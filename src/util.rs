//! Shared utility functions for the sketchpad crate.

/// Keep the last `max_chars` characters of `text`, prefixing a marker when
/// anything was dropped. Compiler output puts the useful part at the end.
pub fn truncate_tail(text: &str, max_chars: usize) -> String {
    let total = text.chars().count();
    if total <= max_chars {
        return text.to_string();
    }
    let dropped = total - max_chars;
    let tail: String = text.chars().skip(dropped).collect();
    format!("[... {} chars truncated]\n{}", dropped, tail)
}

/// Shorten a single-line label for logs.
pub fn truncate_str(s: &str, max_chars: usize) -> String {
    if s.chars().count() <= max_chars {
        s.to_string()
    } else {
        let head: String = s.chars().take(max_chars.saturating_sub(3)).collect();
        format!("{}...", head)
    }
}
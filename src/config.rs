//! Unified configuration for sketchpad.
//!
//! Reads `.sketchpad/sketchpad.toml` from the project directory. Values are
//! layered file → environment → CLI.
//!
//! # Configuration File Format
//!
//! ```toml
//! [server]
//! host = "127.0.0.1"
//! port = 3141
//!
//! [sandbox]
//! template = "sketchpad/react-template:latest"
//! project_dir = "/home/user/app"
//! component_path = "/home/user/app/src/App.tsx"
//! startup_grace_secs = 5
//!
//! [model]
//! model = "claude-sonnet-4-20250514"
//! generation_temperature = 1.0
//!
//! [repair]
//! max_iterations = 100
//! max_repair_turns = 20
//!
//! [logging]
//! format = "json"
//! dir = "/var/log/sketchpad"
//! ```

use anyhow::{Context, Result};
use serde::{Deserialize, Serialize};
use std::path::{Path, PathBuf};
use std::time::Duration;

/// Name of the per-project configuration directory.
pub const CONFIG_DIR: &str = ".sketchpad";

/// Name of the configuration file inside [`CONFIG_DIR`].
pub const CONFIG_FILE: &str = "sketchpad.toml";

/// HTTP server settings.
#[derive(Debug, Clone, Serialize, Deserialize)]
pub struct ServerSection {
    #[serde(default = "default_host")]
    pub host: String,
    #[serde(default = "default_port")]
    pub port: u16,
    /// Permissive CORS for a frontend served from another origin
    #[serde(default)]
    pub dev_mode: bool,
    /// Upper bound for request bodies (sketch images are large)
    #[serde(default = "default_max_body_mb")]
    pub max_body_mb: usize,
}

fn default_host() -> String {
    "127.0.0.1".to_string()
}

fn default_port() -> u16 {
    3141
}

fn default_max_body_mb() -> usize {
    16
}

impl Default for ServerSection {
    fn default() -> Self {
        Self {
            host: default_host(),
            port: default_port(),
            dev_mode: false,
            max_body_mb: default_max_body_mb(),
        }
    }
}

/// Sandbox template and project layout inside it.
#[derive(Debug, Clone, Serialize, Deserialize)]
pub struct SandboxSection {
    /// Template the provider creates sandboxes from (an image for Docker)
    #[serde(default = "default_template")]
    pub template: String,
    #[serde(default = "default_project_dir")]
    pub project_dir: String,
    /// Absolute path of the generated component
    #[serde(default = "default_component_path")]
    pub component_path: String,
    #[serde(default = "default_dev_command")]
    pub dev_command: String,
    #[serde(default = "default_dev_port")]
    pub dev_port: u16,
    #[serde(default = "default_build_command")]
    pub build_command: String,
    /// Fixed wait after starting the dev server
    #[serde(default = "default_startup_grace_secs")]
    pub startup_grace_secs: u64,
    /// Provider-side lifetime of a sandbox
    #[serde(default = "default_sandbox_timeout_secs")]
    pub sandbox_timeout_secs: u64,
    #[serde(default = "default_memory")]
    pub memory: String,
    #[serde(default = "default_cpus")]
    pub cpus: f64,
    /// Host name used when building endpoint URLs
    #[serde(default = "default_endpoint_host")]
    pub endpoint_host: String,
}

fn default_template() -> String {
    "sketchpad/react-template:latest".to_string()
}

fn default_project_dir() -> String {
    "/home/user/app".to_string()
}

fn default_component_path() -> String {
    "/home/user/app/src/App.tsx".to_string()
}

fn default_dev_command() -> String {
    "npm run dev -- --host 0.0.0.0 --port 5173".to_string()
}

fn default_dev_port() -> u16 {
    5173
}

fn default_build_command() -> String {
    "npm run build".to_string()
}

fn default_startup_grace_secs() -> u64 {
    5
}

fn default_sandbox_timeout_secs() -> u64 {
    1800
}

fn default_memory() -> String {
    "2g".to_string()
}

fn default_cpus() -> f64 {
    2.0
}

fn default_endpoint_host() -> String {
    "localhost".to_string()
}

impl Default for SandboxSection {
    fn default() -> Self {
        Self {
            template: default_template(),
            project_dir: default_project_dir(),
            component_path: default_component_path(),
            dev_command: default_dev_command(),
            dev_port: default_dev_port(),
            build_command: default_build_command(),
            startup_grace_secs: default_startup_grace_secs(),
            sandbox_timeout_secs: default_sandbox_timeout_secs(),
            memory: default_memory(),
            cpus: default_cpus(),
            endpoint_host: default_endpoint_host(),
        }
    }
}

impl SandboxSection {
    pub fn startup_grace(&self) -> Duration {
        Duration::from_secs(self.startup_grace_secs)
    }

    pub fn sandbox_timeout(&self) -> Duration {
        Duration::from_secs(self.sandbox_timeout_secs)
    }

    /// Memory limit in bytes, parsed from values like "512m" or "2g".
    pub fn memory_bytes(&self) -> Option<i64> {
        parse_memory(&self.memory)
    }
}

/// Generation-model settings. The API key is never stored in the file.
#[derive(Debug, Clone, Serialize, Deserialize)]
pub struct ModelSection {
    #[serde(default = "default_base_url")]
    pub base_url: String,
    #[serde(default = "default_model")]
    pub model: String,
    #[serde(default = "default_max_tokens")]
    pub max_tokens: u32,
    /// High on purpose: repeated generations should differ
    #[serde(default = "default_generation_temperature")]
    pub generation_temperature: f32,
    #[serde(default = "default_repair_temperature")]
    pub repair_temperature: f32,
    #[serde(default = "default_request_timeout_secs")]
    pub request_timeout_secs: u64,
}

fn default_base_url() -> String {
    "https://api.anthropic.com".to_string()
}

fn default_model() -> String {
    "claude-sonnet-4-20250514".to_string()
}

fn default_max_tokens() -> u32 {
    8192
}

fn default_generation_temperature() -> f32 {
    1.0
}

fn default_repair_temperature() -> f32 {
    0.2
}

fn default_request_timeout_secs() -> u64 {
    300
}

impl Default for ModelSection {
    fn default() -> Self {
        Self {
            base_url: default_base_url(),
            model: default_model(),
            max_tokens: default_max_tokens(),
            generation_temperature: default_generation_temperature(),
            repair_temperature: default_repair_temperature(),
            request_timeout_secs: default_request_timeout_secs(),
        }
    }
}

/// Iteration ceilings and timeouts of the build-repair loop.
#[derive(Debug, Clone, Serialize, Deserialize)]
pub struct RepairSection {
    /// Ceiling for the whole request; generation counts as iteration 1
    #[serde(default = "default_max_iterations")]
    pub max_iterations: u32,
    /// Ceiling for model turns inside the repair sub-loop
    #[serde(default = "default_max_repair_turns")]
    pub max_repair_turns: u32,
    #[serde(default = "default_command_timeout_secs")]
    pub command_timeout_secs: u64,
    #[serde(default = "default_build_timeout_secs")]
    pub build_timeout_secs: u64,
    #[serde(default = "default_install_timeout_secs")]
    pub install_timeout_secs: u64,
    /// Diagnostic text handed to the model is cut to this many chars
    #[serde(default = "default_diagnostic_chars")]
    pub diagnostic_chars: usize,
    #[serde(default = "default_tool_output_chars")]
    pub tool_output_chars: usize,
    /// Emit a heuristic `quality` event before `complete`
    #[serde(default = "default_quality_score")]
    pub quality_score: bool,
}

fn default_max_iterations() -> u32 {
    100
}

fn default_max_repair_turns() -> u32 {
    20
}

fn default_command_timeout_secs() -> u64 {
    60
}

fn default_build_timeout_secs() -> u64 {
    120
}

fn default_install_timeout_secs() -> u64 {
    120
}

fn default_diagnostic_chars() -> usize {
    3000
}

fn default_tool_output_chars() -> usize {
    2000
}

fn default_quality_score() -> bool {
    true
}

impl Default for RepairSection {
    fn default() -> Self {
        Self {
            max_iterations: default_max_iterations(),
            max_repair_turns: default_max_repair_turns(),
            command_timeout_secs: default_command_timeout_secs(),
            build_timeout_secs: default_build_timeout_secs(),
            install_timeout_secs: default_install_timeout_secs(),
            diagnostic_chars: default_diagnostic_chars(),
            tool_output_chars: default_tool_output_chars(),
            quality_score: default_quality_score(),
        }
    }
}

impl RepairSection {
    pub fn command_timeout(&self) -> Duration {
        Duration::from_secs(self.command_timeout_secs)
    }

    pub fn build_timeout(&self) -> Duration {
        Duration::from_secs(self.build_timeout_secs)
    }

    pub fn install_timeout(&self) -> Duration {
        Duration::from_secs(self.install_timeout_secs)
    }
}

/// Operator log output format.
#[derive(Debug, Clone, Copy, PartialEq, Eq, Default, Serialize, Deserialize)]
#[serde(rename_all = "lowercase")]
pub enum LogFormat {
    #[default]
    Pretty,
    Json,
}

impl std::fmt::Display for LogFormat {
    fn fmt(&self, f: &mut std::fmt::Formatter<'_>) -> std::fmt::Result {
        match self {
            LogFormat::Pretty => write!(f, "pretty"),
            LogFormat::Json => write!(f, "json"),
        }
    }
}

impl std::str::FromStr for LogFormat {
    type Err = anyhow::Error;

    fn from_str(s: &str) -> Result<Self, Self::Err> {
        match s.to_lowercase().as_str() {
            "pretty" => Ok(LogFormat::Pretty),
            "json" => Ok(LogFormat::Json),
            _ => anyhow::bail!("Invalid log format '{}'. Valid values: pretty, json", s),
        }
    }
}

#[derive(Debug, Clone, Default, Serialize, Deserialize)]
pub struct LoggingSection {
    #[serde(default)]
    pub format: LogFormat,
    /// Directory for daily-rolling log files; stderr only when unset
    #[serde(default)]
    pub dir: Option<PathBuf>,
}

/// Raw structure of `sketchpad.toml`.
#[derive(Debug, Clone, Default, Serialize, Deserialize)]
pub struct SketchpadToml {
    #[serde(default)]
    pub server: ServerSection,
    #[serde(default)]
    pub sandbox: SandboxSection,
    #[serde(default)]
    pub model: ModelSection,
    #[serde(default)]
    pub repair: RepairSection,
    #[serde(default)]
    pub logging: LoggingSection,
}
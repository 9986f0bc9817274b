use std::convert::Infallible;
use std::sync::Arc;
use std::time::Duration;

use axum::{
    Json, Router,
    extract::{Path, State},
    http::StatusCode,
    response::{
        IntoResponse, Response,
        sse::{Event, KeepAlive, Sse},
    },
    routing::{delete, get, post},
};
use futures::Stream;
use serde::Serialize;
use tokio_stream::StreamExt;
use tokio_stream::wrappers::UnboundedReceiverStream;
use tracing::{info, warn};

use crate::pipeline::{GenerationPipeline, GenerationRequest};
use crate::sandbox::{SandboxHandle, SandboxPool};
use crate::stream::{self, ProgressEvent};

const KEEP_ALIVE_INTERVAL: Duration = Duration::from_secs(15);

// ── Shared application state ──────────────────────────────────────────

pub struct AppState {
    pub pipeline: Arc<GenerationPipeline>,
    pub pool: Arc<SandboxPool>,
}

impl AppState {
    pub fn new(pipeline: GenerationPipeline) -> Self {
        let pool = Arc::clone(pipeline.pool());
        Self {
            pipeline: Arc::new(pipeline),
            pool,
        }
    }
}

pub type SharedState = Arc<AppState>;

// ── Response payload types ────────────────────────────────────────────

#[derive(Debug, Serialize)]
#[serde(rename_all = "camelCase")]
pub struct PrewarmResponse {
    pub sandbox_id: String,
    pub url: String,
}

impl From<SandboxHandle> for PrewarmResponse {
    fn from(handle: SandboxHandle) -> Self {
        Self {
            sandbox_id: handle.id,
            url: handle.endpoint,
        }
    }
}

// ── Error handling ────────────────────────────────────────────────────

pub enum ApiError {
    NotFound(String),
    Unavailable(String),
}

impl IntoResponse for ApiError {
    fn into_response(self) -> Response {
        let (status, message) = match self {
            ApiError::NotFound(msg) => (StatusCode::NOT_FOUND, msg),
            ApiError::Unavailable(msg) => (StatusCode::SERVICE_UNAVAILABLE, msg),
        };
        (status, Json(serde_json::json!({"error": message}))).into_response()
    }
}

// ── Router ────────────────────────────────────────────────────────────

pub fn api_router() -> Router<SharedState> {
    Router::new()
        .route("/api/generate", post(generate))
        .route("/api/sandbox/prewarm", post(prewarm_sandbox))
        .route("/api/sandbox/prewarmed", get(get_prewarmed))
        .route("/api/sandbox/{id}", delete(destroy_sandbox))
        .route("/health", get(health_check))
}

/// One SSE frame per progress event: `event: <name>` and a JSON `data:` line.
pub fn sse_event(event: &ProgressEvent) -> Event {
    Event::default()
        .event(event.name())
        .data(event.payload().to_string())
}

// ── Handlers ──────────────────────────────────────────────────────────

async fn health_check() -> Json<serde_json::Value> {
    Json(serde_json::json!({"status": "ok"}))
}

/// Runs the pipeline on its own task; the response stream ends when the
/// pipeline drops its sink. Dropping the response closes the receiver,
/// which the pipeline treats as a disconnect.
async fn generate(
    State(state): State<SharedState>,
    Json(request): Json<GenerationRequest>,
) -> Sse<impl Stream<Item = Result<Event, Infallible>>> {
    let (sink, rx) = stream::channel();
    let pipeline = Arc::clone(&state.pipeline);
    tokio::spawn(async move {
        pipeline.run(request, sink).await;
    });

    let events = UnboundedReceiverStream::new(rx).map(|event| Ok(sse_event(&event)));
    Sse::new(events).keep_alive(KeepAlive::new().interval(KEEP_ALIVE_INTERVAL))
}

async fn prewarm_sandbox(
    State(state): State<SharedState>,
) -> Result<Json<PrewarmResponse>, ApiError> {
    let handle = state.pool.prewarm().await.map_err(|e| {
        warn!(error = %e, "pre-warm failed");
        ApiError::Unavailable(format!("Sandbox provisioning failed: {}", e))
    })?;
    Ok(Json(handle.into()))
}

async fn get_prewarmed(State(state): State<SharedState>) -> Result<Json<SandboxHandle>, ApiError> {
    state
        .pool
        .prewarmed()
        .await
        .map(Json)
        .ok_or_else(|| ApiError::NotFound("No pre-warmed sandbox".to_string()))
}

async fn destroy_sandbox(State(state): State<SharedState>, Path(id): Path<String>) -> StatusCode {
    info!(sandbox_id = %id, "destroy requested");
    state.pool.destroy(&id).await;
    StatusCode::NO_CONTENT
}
----
Please go through the data above and copy every line that has the word "settings".

/// HTTP server settings.
/// Generation-model settings. The API key is never stored in the file.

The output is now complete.